= Benjamin Caron =

British film and television director

Benjamin Caron is an Emmy and BAFTA-winning British film and television director.

==Life and career==
Born in the West Midlands, Caron was educated at Homerton College, Cambridge. Caron began his television career making factual programmes and entertainment programmes and music videos for a number of artists including Jay-Z. In 2006, he paired up with Derren Brown to direct a one-hour special for Channel 4 titled The Heist, which was nominated for a BAFTA in the Best Entertainment Programme category.

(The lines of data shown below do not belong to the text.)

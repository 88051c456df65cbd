//! Handscribe - 风格仿写与手写图片生成服务
//!
//! - Domain: style/, article/, image/, 文本分段与排版
//! - Application: commands, ports
//! - Infrastructure: http, adapters

use std::sync::Arc;

use handscribe::application::HandwritingRendererPort;
use handscribe::config::{load_config, print_config};
use handscribe::infrastructure::adapters::{
    HttpCompletionClient, HttpHandwritingClient, PlaceholderRenderer, PlaceholderRendererConfig,
};
use handscribe::infrastructure::http::{AppState, HttpServer};

#[tokio::main]
async fn main() -> anyhow::Result<()> {
    // 加载配置（优先级：环境变量 > 配置文件 > 默认值）
    let config = load_config().map_err(|e| anyhow::anyhow!("Failed to load config: {}", e))?;

    // 初始化日志
    let log_filter = format!(
        "{},handscribe={},tower_http=debug",
        config.log.level, config.log.level
    );
    tracing_subscriber::fmt()
        .with_env_filter(
            tracing_subscriber::EnvFilter::try_from_default_env()
                .unwrap_or_else(|_| tracing_subscriber::EnvFilter::new(&log_filter)),
        )
        .init();

    tracing::info!("Handscribe - 风格仿写与手写图片生成服务");
    print_config(&config);

    // 语言模型客户端
    let completion_engine = Arc::new(HttpCompletionClient::new(config.completion.client_config())?);

    // 占位图渲染器（手写服务失败或关闭时使用）
    let placeholder = Arc::new(PlaceholderRenderer::new(PlaceholderRendererConfig {
        line_length: config.handwriting.line_length,
        ..Default::default()
    }));

    let handwriting_renderer: Arc<dyn HandwritingRendererPort> = if config.handwriting.enabled {
        Arc::new(HttpHandwritingClient::new(config.handwriting.client_config())?)
    } else {
        tracing::warn!("Handwriting service disabled, all segments use placeholder images");
        placeholder.clone()
    };

    let state = AppState::new(
        completion_engine,
        handwriting_renderer,
        placeholder,
        config.style.clone(),
        config.completion.generation_settings(),
        config.handwriting.settings(),
        config.handwriting.line_length,
    );

    let server = HttpServer::new(&config.server, state);

    // 启动服务器（带优雅关闭）
    server
        .run_with_shutdown(async {
            if let Err(e) = tokio::signal::ctrl_c().await {
                tracing::error!(error = %e, "Failed to listen for ctrl-c");
                std::future::pending::<()>().await;
            }
            tracing::info!("Received shutdown signal");
        })
        .await?;

    tracing::info!("Server shutdown complete");

    Ok(())
}
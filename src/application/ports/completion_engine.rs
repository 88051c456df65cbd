//! Completion Engine Port - 文本续写模型抽象
//!
//! 定义语言模型补全的抽象接口，具体实现在 infrastructure/adapters 层

use async_trait::async_trait;
use serde::Serialize;
use thiserror::Error;

/// 补全错误
#[derive(Debug, Error)]
pub enum CompletionError {
    #[error("Network error: {0}")]
    NetworkError(String),

    #[error("Service error: {0}")]
    ServiceError(String),

    /// 返回了非 JSON 内容（如隧道服务的 HTML 警告页）
    #[error("Unexpected content type: {content_type}")]
    UnexpectedContentType {
        content_type: String,
        warning_page: bool,
    },

    #[error("Invalid response: {0}")]
    InvalidResponse(String),
}

/// 采样参数
#[derive(Debug, Clone, PartialEq, Serialize)]
pub struct CompletionOptions {
    pub temperature: f64,
    pub top_p: f64,
    pub repeat_penalty: f64,
    pub presence_penalty: f64,
    pub stop: Vec<String>,
}

impl CompletionOptions {
    pub fn with_temperature(mut self, temperature: f64) -> Self {
        self.temperature = temperature;
        self
    }
}

impl Default for CompletionOptions {
    fn default() -> Self {
        Self {
            temperature: 0.7,
            top_p: 0.95,
            repeat_penalty: 1.2,
            presence_penalty: 0.8,
            stop: vec!["###".to_string(), "</s>".to_string()],
        }
    }
}

/// Completion Engine Port
///
/// 外部语言模型服务的抽象接口
#[async_trait]
pub trait CompletionEnginePort: Send + Sync {
    /// 发送提示词，返回去除首尾空白后的补全文本
    async fn complete(
        &self,
        prompt: &str,
        options: &CompletionOptions,
    ) -> Result<String, CompletionError>;

    /// 检查服务是否可用
    async fn health_check(&self) -> bool {
        true // 默认实现
    }
}
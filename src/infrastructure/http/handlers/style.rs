//! Style HTTP Handlers

use axum::{extract::State, Json};
use serde::Deserialize;
use std::sync::Arc;

use crate::application::AnalyzeStyle;
use crate::infrastructure::http::dto::{ApiResponse, StyleDnaResponse};
use crate::infrastructure::http::error::ApiError;
use crate::infrastructure::http::state::AppState;

#[derive(Debug, Deserialize)]
pub struct AnalyzeStyleRequest {
    #[serde(default)]
    pub text: String,
}

/// 分析文本风格
pub async fn analyze_style(
    State(state): State<Arc<AppState>>,
    Json(req): Json<AnalyzeStyleRequest>,
) -> Result<Json<ApiResponse<StyleDnaResponse>>, ApiError> {
    let response = state
        .analyze_style_handler
        .handle(AnalyzeStyle { text: req.text })?;

    Ok(Json(ApiResponse::success(StyleDnaResponse {
        style_dna: response.style_dna,
        description: response.description,
    })))
}
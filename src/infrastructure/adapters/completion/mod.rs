//! Completion Adapter - 语言模型 HTTP 客户端实现

mod http_completion_client;

pub use http_completion_client::*;
//! HTTP Routes
//!
//! API Endpoints:
//! - /api/ping                  GET   存活检查
//! - /api/health                GET   外部服务可用性
//! - /api/style/analyze         POST  分析文本风格
//! - /api/article/generate      POST  仿写文章
//! - /api/handwriting/generate  POST  生成手写图片
//! - /api/workflow/complete     POST  完整工作流

use axum::{
    routing::{get, post},
    Router,
};
use std::sync::Arc;

use super::handlers;
use super::state::AppState;

/// 创建所有路由
pub fn create_routes() -> Router<Arc<AppState>> {
    Router::new().nest("/api", api_routes())
}

/// API 路由
fn api_routes() -> Router<Arc<AppState>> {
    Router::new()
        .route("/ping", get(handlers::ping))
        .route("/health", get(handlers::health))
        .route("/style/analyze", post(handlers::analyze_style))
        .route("/article/generate", post(handlers::generate_article))
        .route("/handwriting/generate", post(handlers::generate_handwriting))
        .route("/workflow/complete", post(handlers::complete_workflow))
}

#[cfg(test)]
mod tests {
    use super::*;
    use axum::{
        body::Body,
        http::{header, Request, StatusCode},
    };
    use serde_json::{json, Value};
    use tower::util::ServiceExt;

    use crate::application::commands::handlers::test_support::{FakeRenderer, ScriptedCompletion};
    use crate::application::{CompletionError, GenerationSettings, HandwritingSettings};
    use crate::domain::style::StyleThresholds;

    const OUTLINE: &str = r#"[{"index": 1, "point": "Only point", "connection": "Start"}]"#;

    fn app(engine: ScriptedCompletion) -> Router {
        app_with_settings(engine, HandwritingSettings::default())
    }

    fn app_with_settings(engine: ScriptedCompletion, settings: HandwritingSettings) -> Router {
        let state = AppState::new(
            Arc::new(engine),
            Arc::new(FakeRenderer::new([255, 0, 0, 255])),
            Arc::new(FakeRenderer::new([200, 200, 200, 255])),
            StyleThresholds::default(),
            GenerationSettings::default(),
            settings,
            40,
        );
        create_routes().with_state(Arc::new(state))
    }

    async fn post_json(app: Router, uri: &str, body: Value) -> Value {
        let request = Request::builder()
            .method("POST")
            .uri(uri)
            .header(header::CONTENT_TYPE, "application/json")
            .body(Body::from(body.to_string()))
            .unwrap();

        let response = app.oneshot(request).await.unwrap();
        assert_eq!(response.status(), StatusCode::OK);
        let bytes = axum::body::to_bytes(response.into_body(), usize::MAX)
            .await
            .unwrap();
        serde_json::from_slice(&bytes).unwrap()
    }

    #[tokio::test]
    async fn test_ping() {
        let request = Request::builder().uri("/api/ping").body(Body::empty()).unwrap();
        let response = app(ScriptedCompletion::default())
            .oneshot(request)
            .await
            .unwrap();

        assert_eq!(response.status(), StatusCode::OK);
        let bytes = axum::body::to_bytes(response.into_body(), usize::MAX)
            .await
            .unwrap();
        let body: Value = serde_json::from_slice(&bytes).unwrap();
        assert_eq!(body["status"], "ok");
    }

    #[tokio::test]
    async fn test_health_reports_services() {
        let request = Request::builder().uri("/api/health").body(Body::empty()).unwrap();
        let response = app(ScriptedCompletion::default())
            .oneshot(request)
            .await
            .unwrap();

        let bytes = axum::body::to_bytes(response.into_body(), usize::MAX)
            .await
            .unwrap();
        let body: Value = serde_json::from_slice(&bytes).unwrap();
        assert_eq!(body["data"], json!({ "completion": true, "handwriting": true }));
    }

    #[tokio::test]
    async fn test_analyze_style() {
        let body = post_json(
            app(ScriptedCompletion::default()),
            "/api/style/analyze",
            json!({ "text": "Hello world." }),
        )
        .await;

        assert_eq!(body["errno"], 0);
        assert_eq!(body["data"]["style_dna"]["avg_sent_len"], 11.0);
        assert_eq!(body["data"]["style_dna"]["tone"], "neutral");
        assert_eq!(body["data"]["style_dna"]["transitions"], json!(["common"]));
    }

    #[tokio::test]
    async fn test_analyze_empty_text_is_bad_request() {
        let body = post_json(
            app(ScriptedCompletion::default()),
            "/api/style/analyze",
            json!({ "text": "" }),
        )
        .await;

        assert_eq!(body["errno"], 400);
        assert_eq!(body["data"], Value::Null);
    }

    #[tokio::test]
    async fn test_article_generation_failure_is_service_unavailable() {
        let engine = ScriptedCompletion::new(vec![Err(CompletionError::NetworkError(
            "connection refused".to_string(),
        ))]);

        let body = post_json(app(engine), "/api/article/generate", json!({ "topic": "tea" })).await;

        assert_eq!(body["errno"], 503);
        assert!(body["error"].as_str().unwrap().contains("outline"));
    }

    #[tokio::test]
    async fn test_article_generation() {
        let engine = ScriptedCompletion::ok(&[OUTLINE, "Tea is calm."]);

        let body = post_json(
            app(engine),
            "/api/article/generate",
            json!({ "topic": "tea", "style_sample": "I drink tea. It is nice." }),
        )
        .await;

        assert_eq!(body["errno"], 0);
        assert_eq!(body["data"]["article"], "Tea is calm.");
        assert!(body["data"]["style_dna"].is_object());
    }

    #[tokio::test]
    async fn test_handwriting_generation() {
        let body = post_json(
            app(ScriptedCompletion::default()),
            "/api/handwriting/generate",
            json!({ "input_text": "第一句。第二句。", "max_segment_chars": 4 }),
        )
        .await;

        assert_eq!(body["errno"], 0);
        assert_eq!(body["data"]["segments_count"], 2);
        assert!(body["data"]["image"]
            .as_str()
            .unwrap()
            .starts_with("data:image/png;base64,"));
    }

    #[tokio::test]
    async fn test_handwriting_generation_concurrent_segments() {
        let settings = HandwritingSettings {
            max_concurrent: 3,
            ..HandwritingSettings::default()
        };

        let body = post_json(
            app_with_settings(ScriptedCompletion::default(), settings),
            "/api/handwriting/generate",
            json!({ "input_text": "一二三四。五六七。八九", "max_segment_chars": 5 }),
        )
        .await;

        assert_eq!(body["errno"], 0);
        assert_eq!(body["data"]["segments_count"], 3);
        assert_eq!(body["data"]["placeholder_segments"], 0);
        // FakeRenderer: 宽 = 字数 * 10，高 20
        assert_eq!(body["data"]["width"], 50);
        assert_eq!(body["data"]["height"], 60);
    }

    #[tokio::test]
    async fn test_workflow_complete() {
        let engine = ScriptedCompletion::ok(&[OUTLINE, "A short handwritten note."]);

        let body = post_json(
            app(engine),
            "/api/workflow/complete",
            json!({ "topic": "notes" }),
        )
        .await;

        assert_eq!(body["errno"], 0);
        assert_eq!(body["data"]["article"], "A short handwritten note.");
        assert_eq!(body["data"]["line_length"], 40);
        assert_eq!(body["data"]["style_dna"], Value::Null);
        assert!(body["data"]["run_id"].is_string());
    }

    #[tokio::test]
    async fn test_workflow_missing_topic() {
        let body = post_json(
            app(ScriptedCompletion::default()),
            "/api/workflow/complete",
            json!({}),
        )
        .await;

        assert_eq!(body["errno"], 400);
    }
}
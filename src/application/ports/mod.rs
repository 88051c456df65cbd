//! Application Ports - 出站端口定义
//!
//! 定义应用层与基础设施层的抽象接口

mod completion_engine;
mod handwriting_renderer;

pub use completion_engine::{CompletionEnginePort, CompletionError, CompletionOptions};
pub use handwriting_renderer::{HandwritingRendererPort, RenderError, RenderRequest};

Caron moved on to direct a range of television drama which includes Scott and Bailey, Skins and My Mad Fat Diary. His first single film, a biopic for ITV1 and Leftbank Pictures titled Tommy Cooper: Not Like That, Like This, was filmed in 2013.
Caron directed the final, feature-length episodes of the Wallander (2016), the multi BAFTA and Emmy-winning and Golden Globe-nominated series starring Kenneth Branagh.

In 2015 Caron re-teamed with Kenneth Branagh in directing the cinematic broadcast of the actor and director's theatre production of The Winter's Tale, broadcast live to more than 1,500 screens worldwide. In 2016 he directed two episodes of the Netflix series The Crown, written by Peter Morgan and starring Claire Foy, Matt Smith and John Lithgow. In 2017, he directed "The Final Problem", the last episode of the fourth series of Sherlock. He will bring Branagh's Romeo and Juliet to the cinema screens.

In June 2021, Deadline Hollywood reported that Caron would be directing episodes of the Disney+ Star Wars series Andor, set to be released in 2022. Caron directed the episodes "Announcement", "Daughter of Ferrix" and "Rix Road".

Caron developed Sharper, an A24 and Apple TV+ feature film, with his long-time producing partner, his sister Jodie Caron.